## TASK PROMPT
In the data below, locate each line with the word "ValidationError" and list it.

## RECORDS FOR THE EXERCISE
__________

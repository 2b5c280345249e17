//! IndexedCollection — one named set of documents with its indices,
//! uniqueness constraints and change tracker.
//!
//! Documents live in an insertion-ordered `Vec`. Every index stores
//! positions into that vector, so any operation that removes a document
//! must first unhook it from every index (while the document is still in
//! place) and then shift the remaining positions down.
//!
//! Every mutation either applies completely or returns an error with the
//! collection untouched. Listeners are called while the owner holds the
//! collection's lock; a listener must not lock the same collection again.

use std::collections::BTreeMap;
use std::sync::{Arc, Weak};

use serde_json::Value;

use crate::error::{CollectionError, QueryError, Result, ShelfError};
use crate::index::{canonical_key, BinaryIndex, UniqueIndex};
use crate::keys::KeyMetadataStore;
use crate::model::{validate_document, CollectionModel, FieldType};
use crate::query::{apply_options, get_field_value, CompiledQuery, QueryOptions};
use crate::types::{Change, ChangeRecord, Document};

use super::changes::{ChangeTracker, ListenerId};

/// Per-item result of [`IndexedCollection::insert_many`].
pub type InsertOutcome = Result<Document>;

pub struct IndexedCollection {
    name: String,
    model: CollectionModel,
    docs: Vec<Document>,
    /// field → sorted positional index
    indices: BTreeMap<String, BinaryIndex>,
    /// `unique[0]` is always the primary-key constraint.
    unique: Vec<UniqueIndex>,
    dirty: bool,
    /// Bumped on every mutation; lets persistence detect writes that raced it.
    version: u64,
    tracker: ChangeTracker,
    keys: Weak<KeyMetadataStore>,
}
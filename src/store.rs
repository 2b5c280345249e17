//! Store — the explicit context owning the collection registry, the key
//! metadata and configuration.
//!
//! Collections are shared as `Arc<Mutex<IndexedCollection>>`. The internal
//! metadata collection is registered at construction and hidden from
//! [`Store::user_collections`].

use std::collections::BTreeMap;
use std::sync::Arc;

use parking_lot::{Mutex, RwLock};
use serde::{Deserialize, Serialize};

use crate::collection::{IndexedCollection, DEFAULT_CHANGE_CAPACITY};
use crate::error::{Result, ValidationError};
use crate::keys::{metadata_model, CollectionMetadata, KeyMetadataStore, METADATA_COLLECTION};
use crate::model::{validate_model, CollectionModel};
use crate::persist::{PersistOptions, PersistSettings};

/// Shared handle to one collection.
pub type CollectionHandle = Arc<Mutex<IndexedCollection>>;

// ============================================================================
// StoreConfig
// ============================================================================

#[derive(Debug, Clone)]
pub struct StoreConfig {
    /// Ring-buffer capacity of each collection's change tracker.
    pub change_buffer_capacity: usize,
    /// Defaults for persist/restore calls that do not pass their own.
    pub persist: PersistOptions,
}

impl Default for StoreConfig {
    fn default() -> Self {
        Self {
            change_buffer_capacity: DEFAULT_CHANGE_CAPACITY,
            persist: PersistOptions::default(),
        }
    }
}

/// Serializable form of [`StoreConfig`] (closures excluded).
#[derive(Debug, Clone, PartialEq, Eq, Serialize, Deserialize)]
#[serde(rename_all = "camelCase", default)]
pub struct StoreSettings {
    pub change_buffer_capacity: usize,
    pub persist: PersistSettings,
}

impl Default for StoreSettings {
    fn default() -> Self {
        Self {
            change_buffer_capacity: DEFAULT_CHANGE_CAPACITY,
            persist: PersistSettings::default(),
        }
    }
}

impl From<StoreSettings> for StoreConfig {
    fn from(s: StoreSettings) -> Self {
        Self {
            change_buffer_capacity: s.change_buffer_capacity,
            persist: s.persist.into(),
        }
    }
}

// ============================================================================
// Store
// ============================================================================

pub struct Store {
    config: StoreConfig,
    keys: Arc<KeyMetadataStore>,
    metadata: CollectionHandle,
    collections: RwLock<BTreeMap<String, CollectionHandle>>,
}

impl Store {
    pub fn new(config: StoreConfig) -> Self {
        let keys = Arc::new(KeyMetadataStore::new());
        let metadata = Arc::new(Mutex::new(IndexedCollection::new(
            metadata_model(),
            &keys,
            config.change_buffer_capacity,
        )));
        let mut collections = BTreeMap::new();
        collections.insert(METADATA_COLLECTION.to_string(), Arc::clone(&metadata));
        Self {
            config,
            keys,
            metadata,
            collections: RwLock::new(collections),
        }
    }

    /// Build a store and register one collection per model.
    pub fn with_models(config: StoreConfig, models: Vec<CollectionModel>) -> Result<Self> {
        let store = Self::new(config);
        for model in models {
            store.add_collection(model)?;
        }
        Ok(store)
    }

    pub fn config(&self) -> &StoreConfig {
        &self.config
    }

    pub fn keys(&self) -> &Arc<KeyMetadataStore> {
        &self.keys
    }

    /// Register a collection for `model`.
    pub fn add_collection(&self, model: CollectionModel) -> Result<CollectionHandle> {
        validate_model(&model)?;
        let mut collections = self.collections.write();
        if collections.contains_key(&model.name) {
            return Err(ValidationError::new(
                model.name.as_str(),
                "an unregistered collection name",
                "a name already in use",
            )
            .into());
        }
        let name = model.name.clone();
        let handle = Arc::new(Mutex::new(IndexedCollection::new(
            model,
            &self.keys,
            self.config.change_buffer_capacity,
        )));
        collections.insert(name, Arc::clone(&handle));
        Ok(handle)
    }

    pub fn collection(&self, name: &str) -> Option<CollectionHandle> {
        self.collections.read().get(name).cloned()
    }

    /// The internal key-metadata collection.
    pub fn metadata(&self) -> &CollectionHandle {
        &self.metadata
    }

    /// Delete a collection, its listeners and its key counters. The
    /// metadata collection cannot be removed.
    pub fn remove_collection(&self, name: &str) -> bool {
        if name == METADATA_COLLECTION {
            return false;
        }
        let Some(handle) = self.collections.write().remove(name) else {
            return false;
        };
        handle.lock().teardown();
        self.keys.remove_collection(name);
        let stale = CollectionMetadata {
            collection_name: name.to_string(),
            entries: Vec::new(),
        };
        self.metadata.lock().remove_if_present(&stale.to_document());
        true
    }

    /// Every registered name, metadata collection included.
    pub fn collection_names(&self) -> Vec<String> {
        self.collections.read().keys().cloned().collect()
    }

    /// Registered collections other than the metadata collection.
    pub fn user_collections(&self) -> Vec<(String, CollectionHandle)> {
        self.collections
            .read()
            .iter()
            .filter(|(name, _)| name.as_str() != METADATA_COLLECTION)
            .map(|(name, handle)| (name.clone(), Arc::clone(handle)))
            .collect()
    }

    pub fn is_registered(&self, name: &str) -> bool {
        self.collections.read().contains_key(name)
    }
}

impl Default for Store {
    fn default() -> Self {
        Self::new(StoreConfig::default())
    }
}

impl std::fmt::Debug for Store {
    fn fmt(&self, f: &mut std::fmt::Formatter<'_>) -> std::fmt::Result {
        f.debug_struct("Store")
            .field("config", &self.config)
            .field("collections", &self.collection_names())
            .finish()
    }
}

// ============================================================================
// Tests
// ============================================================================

__________

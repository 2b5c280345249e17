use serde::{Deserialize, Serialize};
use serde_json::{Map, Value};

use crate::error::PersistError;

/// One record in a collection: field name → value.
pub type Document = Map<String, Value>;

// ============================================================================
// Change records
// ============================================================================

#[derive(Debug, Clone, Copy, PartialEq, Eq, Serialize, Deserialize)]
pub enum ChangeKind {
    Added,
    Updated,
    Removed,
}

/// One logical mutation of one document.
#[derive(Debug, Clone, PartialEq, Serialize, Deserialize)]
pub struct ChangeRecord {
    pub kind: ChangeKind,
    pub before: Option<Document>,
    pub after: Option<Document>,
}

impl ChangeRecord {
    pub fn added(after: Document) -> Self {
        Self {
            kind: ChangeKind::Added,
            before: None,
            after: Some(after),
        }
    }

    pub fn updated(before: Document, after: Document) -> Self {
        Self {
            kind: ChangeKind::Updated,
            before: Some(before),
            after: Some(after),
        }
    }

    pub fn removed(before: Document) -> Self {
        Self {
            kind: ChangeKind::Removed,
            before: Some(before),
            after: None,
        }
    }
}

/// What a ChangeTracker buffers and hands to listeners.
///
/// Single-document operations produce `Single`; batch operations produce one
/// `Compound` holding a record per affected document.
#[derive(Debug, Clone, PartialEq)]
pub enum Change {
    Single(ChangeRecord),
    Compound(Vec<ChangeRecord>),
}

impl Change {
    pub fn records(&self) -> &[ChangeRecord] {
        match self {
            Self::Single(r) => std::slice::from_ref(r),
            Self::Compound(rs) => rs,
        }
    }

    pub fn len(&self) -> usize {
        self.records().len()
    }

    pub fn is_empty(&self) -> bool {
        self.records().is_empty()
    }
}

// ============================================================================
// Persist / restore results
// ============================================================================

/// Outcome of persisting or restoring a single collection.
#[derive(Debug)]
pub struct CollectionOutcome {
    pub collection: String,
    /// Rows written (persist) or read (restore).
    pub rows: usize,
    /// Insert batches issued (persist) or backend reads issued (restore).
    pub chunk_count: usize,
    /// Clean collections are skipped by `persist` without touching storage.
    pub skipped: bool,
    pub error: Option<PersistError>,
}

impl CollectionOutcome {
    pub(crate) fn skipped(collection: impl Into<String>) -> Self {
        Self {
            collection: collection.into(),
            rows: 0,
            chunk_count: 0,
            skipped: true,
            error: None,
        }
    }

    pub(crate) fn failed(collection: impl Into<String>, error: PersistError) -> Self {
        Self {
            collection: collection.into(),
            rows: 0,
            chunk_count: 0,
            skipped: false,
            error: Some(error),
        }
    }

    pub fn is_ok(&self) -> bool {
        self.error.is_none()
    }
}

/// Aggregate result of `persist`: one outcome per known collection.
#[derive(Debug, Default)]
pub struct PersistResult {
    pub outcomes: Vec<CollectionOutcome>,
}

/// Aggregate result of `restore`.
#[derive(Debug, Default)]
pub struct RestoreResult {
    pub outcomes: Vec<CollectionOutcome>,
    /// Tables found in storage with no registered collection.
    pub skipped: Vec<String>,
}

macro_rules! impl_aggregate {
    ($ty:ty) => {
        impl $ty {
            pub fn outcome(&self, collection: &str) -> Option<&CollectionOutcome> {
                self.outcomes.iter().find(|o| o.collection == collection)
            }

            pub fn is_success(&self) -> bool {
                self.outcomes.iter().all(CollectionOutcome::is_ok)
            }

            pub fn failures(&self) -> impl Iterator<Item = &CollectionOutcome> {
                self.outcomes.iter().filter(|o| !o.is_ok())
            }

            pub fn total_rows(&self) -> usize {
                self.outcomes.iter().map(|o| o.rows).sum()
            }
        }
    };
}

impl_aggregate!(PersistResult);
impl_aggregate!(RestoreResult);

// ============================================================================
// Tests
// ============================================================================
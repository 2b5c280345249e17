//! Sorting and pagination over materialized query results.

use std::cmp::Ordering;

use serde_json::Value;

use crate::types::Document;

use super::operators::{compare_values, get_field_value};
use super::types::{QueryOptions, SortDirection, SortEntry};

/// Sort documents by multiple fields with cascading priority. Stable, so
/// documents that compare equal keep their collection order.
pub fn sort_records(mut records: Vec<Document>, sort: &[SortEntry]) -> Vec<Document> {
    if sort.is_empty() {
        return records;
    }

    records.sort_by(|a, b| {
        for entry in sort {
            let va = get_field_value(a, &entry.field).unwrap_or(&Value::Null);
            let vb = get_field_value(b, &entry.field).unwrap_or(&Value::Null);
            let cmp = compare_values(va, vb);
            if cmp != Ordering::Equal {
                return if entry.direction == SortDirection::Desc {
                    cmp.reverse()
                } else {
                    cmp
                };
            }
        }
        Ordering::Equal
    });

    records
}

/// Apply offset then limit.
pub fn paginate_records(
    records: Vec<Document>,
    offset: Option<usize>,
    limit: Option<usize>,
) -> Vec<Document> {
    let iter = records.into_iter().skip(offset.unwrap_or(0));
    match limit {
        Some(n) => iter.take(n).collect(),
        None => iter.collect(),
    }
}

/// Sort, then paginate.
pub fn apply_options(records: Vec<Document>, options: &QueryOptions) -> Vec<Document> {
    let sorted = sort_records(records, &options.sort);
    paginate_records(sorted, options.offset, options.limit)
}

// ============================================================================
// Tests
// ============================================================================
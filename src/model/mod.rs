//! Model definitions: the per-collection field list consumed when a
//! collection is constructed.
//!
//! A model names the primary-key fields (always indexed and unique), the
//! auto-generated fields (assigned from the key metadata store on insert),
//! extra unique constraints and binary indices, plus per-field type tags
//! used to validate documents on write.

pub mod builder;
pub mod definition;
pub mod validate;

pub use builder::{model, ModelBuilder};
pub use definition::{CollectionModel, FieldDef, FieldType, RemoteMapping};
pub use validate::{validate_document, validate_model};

__________

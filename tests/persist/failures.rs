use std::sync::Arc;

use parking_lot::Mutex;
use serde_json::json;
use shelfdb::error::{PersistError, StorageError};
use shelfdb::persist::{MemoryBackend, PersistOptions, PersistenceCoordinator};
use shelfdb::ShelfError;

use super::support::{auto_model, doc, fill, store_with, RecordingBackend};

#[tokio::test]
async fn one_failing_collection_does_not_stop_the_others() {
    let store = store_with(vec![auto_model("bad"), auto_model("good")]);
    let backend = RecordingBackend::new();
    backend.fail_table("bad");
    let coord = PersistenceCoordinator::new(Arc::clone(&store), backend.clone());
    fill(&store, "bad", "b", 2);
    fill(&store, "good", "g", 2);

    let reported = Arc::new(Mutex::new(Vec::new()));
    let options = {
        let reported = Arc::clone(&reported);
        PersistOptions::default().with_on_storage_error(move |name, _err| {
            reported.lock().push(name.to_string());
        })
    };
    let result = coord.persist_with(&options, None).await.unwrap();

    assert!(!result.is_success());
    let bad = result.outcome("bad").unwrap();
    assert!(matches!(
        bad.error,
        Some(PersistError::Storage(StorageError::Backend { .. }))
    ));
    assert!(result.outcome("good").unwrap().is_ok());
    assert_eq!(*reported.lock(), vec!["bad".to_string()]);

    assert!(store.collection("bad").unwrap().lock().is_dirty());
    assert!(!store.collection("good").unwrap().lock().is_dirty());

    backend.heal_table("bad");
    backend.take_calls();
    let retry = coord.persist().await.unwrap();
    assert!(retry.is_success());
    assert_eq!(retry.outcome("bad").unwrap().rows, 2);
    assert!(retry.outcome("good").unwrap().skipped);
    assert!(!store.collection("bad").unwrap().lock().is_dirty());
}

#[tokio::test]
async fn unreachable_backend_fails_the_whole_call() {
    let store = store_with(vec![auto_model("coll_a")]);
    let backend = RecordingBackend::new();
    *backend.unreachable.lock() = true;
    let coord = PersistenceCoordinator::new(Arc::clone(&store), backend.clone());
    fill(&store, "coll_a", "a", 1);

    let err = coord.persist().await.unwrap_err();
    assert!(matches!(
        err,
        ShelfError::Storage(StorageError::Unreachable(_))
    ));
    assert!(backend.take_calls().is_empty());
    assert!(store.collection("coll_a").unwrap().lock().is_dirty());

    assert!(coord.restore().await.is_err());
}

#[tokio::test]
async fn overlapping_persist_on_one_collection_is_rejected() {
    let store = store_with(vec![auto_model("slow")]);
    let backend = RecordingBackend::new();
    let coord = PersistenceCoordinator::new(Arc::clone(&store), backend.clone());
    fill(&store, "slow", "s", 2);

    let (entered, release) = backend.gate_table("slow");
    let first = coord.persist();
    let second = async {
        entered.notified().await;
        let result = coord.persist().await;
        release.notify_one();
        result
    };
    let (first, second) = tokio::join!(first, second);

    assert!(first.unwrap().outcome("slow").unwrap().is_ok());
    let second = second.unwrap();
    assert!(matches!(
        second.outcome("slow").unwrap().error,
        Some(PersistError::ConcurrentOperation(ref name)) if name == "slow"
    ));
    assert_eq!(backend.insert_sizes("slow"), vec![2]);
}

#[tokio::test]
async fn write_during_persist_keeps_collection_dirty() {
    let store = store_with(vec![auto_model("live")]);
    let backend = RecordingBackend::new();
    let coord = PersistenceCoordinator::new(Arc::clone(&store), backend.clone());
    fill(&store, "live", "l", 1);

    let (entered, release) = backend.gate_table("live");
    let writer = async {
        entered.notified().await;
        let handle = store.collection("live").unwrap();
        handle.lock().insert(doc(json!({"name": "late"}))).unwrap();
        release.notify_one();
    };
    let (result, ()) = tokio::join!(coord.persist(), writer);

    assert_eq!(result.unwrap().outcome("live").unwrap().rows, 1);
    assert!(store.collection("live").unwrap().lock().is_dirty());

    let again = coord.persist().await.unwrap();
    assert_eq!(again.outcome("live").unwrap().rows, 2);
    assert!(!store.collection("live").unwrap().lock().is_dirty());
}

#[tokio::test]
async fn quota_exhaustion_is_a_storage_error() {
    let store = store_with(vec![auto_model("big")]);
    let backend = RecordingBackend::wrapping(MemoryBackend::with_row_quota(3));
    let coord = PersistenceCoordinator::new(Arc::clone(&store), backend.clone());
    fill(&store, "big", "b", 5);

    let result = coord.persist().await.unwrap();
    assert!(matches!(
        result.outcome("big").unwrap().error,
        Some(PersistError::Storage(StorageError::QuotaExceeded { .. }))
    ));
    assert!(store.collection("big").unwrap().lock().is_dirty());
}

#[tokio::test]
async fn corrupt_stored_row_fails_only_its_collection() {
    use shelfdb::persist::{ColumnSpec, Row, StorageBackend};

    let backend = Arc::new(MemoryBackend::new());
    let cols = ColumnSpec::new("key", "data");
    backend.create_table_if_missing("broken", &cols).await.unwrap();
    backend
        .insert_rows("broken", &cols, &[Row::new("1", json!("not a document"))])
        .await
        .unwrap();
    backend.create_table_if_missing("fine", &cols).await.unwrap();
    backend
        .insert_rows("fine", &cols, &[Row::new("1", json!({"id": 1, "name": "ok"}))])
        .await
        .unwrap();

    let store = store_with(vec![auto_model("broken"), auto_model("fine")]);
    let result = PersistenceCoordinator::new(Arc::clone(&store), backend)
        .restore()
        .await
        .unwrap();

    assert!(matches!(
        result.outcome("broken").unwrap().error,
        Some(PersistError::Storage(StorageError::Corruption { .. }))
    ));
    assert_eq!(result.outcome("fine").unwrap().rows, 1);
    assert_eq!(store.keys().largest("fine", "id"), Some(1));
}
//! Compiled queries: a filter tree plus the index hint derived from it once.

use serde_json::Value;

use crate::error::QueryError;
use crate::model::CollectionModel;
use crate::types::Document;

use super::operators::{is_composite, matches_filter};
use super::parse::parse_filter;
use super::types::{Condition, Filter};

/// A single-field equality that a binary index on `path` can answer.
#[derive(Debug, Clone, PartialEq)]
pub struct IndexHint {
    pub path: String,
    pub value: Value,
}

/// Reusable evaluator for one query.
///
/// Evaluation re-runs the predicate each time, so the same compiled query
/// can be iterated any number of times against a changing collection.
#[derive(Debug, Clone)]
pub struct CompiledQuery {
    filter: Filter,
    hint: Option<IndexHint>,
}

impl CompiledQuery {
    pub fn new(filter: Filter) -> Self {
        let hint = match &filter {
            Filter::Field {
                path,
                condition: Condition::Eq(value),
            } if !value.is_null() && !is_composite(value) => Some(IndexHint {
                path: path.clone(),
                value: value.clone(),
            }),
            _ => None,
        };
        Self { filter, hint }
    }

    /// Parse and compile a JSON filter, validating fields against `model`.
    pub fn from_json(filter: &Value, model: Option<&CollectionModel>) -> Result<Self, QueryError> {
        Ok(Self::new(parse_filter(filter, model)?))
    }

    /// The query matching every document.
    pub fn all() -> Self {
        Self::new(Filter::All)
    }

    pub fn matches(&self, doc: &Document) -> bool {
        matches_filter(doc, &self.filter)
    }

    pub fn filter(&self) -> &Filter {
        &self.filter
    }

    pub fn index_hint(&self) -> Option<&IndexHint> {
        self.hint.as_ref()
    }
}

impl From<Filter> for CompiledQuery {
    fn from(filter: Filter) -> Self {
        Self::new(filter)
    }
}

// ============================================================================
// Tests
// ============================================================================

__________

## REPLY TO THE TASK
use crate::error::{Result, ValidationError};
            return Err(ValidationError::new(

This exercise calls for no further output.